Exercise directions: All lines of the material below that include the string "version" are to be copied.

Data provided:
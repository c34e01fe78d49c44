// Dotlanth
// Copyright (C) 2025 Synerthink

// This program is free software: you can redistribute it and/or modify
// it under the terms of the GNU Affero General Public License as published by
// the Free Software Foundation, either version 3 of the License, or
// (at your option) any later version.

// This program is distributed in the hope that it will be useful,
// but WITHOUT ANY WARRANTY; without even the implied warranty of
// MERCHANTABILITY or FITNESS FOR A PARTICULAR PURPOSE.  See the
// GNU Affero General Public License for more details.

// You should have received a copy of the GNU Affero General Public License
// along with this program.  If not, see <http://www.gnu.org/licenses/>.

use std::path::PathBuf;
use thiserror::Error;

/// Command-line usage errors not covered by the core error type
#[derive(Debug, Error)]
pub enum CliError {
    #[error("Invalid symbol document {}: {source}", path.display())]
    InvalidInput {
        path: PathBuf,
        #[source]
        source: serde_json::Error,
    },

    #[error("{0}")]
    ConflictingOptions(String),
}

Final answer:
// the Free Software Foundation, either version 3 of the License, or
// (at your option) any later version.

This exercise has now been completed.